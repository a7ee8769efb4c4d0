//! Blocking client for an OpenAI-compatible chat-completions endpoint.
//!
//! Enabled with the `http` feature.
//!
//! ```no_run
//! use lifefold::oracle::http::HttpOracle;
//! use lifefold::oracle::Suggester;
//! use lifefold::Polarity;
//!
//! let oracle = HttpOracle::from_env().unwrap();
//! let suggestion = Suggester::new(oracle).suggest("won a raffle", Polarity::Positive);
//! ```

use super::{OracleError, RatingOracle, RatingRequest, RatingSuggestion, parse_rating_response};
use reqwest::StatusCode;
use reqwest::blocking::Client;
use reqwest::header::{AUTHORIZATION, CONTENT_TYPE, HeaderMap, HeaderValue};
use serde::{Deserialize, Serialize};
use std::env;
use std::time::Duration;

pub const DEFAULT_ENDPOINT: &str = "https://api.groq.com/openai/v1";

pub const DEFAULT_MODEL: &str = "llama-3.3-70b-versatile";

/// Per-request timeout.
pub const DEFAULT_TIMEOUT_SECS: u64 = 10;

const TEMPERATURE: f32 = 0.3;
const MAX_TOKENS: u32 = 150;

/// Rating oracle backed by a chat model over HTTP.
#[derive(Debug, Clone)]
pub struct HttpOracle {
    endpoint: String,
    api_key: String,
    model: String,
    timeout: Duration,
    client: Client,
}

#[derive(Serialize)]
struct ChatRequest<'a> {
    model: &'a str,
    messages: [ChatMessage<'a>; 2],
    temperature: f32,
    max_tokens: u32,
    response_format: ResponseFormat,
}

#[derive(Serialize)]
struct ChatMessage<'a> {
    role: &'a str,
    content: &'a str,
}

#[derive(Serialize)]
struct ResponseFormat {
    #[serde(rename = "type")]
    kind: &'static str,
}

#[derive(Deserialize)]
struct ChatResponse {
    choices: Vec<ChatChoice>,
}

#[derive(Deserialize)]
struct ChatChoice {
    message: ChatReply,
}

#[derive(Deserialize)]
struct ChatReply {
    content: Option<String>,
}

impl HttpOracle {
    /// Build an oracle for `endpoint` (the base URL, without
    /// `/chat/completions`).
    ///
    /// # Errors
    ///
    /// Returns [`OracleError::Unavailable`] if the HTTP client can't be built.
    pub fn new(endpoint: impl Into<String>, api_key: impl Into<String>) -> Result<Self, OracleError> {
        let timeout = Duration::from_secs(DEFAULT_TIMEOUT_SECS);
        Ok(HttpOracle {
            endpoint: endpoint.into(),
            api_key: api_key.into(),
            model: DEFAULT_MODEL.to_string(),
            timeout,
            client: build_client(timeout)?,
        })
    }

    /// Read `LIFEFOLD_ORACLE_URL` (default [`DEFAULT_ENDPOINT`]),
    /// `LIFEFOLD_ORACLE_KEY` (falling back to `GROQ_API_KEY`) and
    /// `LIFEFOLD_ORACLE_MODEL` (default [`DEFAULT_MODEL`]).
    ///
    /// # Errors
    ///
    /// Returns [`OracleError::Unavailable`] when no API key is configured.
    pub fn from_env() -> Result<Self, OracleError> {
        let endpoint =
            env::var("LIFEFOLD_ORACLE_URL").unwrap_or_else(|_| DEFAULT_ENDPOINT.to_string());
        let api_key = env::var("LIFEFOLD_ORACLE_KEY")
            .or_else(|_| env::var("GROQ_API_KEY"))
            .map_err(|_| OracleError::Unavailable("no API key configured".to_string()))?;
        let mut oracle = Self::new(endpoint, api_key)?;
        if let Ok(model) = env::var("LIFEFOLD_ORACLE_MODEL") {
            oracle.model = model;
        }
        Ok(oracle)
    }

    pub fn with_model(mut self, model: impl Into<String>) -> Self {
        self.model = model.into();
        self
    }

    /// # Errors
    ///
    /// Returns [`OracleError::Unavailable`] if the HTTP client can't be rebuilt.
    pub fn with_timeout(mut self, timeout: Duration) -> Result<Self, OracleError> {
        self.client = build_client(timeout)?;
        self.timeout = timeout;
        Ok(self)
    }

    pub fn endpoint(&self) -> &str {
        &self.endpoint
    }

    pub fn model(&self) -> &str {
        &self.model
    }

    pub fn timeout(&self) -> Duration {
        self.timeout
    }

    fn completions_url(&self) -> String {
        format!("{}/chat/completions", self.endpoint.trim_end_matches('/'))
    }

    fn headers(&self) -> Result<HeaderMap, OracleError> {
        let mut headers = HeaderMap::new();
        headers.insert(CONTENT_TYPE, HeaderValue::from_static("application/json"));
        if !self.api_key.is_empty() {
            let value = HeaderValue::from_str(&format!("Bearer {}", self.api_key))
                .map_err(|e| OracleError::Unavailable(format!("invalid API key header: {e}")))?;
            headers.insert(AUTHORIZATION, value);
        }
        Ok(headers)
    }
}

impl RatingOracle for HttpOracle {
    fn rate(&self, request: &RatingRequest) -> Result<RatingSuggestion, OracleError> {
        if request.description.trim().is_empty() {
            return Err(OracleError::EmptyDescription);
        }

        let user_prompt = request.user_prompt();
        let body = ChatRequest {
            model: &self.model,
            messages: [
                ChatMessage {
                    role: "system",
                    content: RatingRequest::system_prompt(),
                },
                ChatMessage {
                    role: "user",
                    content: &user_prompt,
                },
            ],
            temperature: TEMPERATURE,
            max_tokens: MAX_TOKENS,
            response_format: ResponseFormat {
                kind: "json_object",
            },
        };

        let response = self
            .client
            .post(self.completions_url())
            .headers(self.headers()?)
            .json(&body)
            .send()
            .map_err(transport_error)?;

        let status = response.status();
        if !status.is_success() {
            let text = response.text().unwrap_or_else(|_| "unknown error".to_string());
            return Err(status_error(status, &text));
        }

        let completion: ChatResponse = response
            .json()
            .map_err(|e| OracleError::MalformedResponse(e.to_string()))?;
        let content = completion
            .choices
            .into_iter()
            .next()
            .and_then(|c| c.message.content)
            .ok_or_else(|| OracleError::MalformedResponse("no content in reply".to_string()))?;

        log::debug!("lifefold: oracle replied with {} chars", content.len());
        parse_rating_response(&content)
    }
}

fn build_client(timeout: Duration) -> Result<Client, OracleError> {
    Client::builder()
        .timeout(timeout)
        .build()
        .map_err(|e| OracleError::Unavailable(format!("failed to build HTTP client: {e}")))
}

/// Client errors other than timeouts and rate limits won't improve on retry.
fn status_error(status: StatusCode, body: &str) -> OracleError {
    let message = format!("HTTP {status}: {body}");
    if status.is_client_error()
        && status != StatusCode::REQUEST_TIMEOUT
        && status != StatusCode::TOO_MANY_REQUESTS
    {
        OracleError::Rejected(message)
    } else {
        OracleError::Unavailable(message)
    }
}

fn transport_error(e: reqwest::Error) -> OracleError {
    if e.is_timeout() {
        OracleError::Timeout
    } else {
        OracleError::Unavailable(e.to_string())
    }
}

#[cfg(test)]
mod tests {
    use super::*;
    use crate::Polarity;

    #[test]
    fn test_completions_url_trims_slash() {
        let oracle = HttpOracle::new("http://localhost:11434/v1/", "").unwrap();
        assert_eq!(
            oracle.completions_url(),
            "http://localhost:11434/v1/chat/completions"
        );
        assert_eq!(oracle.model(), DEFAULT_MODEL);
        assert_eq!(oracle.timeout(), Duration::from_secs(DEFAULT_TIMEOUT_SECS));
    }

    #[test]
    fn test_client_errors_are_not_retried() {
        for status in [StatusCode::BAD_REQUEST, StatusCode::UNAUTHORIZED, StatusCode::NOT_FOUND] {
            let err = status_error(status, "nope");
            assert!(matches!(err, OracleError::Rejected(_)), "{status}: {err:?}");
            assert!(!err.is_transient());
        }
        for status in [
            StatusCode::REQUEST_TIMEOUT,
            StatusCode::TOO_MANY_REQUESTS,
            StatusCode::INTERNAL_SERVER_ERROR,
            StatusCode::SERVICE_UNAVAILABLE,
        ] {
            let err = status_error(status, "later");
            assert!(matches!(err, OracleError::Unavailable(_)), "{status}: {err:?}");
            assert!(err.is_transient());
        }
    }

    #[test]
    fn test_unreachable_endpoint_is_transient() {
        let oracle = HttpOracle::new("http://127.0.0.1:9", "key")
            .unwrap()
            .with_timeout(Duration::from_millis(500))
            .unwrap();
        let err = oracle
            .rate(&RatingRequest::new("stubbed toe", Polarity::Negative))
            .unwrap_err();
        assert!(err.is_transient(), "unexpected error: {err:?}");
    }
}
________
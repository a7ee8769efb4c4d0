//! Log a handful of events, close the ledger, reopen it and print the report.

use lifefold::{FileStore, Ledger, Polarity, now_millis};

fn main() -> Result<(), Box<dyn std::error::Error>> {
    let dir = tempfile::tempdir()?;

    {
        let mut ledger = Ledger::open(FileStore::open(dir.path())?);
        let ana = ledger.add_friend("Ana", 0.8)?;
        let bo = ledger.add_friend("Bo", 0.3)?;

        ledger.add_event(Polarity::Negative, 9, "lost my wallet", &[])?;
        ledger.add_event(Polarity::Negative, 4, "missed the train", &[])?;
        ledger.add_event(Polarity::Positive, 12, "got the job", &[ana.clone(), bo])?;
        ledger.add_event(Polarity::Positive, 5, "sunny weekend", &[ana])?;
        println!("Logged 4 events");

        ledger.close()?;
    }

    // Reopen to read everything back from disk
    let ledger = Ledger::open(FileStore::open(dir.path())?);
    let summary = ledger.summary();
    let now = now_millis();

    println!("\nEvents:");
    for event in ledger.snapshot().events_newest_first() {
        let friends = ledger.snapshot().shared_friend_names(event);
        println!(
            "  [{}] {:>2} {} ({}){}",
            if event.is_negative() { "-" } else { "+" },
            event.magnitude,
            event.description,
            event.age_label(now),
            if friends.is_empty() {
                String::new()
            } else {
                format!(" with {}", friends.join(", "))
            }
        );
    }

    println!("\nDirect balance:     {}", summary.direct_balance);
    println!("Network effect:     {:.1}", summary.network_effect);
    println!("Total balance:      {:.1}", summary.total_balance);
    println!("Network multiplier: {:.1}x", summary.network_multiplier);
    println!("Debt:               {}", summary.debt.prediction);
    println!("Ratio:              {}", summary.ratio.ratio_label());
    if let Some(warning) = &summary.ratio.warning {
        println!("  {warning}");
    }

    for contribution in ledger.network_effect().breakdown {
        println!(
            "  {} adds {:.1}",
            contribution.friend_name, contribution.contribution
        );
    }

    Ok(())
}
________
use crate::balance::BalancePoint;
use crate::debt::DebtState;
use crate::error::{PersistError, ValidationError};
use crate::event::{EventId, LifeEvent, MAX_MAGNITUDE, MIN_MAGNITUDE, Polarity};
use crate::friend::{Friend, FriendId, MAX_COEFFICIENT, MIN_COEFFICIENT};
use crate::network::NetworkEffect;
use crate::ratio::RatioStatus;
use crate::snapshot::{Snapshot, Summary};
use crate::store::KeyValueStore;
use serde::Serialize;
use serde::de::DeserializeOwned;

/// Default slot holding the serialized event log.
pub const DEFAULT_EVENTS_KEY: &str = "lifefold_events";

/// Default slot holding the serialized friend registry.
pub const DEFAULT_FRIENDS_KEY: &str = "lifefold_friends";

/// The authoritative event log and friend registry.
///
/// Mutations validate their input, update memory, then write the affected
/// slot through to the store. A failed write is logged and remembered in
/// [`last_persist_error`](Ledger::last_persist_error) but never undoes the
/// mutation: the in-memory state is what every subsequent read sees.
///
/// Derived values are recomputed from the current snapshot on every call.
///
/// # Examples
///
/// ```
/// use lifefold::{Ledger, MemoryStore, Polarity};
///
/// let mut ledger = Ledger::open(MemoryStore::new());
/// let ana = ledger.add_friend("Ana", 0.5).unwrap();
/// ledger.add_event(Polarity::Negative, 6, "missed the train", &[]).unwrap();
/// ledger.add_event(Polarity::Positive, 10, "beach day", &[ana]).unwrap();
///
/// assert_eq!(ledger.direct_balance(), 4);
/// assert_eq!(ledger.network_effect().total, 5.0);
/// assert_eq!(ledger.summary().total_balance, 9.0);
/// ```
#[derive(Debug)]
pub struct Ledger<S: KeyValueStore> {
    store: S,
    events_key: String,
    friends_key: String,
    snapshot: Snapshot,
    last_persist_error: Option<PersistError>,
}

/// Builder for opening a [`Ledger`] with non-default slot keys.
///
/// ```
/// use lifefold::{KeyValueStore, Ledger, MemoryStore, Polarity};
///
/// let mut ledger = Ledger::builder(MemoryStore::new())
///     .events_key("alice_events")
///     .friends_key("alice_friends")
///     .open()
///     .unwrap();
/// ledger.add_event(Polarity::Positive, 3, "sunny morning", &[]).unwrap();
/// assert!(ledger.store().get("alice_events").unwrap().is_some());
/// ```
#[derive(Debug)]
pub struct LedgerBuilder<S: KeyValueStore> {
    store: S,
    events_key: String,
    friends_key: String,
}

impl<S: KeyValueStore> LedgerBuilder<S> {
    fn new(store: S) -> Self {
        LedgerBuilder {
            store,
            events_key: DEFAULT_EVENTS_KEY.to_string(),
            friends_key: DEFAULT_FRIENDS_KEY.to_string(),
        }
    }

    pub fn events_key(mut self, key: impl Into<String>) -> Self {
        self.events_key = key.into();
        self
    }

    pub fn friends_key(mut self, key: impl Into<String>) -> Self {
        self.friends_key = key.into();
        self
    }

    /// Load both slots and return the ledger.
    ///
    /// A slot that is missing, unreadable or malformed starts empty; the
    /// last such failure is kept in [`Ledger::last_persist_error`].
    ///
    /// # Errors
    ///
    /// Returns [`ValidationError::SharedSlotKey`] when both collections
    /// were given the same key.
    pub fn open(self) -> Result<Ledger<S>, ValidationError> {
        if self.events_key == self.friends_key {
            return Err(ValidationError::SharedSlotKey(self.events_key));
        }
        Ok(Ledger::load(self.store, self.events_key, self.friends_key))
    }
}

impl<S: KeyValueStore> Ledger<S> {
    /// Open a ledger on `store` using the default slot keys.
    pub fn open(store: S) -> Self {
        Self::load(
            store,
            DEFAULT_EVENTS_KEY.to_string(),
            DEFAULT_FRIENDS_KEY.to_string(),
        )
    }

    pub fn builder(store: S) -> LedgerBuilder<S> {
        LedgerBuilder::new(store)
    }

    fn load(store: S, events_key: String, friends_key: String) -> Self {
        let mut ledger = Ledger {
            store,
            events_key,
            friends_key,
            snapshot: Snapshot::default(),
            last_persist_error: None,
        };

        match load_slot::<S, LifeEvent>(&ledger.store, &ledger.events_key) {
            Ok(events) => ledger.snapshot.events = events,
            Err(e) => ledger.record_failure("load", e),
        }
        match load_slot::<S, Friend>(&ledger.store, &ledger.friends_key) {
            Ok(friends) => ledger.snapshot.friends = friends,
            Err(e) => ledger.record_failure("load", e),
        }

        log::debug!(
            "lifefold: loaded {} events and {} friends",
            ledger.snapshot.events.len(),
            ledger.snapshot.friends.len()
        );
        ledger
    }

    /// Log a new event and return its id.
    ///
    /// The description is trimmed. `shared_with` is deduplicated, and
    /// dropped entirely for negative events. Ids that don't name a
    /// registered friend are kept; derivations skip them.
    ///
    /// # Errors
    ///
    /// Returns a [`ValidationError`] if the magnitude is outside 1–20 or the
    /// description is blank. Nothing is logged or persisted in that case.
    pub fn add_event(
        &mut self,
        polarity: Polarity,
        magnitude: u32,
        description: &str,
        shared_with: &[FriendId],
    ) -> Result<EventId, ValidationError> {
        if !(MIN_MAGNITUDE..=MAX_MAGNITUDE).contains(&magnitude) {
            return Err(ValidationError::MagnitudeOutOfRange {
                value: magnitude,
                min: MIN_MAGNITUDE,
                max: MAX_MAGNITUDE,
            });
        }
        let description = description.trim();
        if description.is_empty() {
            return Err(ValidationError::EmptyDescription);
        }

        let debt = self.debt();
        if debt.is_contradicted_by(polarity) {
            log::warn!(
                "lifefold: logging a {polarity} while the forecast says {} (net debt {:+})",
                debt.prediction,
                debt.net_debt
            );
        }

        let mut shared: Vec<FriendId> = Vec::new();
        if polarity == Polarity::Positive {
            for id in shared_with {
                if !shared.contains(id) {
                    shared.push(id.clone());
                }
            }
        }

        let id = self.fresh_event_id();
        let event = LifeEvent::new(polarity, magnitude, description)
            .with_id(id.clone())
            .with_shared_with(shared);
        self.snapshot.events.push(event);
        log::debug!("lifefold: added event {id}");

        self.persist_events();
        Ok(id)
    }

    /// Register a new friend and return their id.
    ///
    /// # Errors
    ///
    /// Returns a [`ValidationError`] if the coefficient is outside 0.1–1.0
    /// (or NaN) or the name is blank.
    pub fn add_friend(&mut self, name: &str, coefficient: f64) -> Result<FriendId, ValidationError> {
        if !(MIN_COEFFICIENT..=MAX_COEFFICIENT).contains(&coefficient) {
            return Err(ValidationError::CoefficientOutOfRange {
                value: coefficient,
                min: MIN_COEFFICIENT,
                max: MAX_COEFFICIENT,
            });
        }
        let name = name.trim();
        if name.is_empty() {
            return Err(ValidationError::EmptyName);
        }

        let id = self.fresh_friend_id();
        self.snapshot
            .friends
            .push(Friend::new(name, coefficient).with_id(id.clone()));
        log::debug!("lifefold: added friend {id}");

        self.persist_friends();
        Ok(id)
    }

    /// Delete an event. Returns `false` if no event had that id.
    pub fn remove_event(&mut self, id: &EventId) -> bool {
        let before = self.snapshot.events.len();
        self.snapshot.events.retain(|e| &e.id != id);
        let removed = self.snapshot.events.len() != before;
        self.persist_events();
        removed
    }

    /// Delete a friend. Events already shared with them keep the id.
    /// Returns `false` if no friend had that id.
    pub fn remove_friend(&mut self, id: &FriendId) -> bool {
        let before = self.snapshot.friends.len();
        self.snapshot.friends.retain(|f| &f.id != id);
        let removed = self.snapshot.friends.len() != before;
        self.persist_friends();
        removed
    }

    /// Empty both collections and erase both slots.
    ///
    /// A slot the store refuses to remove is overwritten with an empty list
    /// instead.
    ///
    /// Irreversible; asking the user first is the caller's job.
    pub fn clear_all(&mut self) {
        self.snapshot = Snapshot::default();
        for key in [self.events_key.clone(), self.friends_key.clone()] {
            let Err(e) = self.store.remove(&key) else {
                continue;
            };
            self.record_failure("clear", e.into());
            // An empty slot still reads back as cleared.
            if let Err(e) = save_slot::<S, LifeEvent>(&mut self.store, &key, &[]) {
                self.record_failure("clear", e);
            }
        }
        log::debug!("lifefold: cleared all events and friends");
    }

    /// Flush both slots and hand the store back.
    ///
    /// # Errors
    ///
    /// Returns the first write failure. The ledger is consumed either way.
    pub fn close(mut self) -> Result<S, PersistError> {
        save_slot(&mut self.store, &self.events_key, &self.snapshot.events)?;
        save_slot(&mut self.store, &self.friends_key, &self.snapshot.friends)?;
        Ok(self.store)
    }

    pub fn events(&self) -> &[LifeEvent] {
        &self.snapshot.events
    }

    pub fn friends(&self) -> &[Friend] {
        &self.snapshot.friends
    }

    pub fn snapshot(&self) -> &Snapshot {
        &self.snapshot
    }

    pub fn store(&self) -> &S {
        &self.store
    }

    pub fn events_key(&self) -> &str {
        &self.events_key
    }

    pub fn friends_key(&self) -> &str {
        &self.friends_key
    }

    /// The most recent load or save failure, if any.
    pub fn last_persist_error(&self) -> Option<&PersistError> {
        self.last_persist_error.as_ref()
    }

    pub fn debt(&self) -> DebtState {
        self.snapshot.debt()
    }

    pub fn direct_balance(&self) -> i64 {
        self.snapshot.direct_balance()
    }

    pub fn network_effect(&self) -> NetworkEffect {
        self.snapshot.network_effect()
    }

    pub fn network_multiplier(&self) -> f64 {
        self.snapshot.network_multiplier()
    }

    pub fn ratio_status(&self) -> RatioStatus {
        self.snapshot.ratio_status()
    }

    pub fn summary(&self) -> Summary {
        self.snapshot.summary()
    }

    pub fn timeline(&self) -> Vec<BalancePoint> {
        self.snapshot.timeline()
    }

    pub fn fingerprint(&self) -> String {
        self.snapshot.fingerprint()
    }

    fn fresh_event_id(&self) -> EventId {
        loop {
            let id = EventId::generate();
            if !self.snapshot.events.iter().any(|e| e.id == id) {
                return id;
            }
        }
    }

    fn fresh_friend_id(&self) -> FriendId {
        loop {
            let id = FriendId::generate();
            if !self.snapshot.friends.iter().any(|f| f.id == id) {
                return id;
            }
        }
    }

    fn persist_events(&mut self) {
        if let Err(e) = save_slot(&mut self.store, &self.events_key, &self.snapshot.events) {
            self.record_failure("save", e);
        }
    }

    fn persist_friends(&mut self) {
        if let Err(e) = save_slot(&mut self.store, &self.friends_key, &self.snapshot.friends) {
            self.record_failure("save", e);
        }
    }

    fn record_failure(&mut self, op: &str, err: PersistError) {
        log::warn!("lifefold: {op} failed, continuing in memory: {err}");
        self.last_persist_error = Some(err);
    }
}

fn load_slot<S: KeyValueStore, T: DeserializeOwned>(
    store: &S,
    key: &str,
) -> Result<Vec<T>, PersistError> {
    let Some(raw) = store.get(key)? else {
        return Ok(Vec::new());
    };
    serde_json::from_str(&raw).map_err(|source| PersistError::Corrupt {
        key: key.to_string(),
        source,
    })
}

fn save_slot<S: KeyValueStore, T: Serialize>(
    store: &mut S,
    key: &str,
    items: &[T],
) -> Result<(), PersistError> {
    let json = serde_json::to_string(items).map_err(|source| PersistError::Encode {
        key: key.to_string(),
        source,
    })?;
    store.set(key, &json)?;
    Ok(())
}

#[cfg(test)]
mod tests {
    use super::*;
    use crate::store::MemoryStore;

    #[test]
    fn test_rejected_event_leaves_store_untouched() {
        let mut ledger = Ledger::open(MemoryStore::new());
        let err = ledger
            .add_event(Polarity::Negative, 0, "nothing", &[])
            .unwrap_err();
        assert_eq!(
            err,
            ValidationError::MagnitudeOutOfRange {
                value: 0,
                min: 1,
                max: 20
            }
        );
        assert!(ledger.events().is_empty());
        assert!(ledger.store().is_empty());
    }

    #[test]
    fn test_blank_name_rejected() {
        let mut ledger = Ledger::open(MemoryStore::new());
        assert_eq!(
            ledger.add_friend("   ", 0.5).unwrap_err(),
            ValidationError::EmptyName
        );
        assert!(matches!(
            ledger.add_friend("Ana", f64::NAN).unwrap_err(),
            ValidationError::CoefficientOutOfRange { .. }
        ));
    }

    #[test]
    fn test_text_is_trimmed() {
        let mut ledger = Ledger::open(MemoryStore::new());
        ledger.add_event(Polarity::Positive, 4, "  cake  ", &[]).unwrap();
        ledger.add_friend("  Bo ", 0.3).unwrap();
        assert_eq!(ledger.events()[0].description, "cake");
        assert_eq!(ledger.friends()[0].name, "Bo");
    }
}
________
* **Work task**: How many lines in the data above contain the string "failed"? Reply with only the number.

* **Response to the task**: 3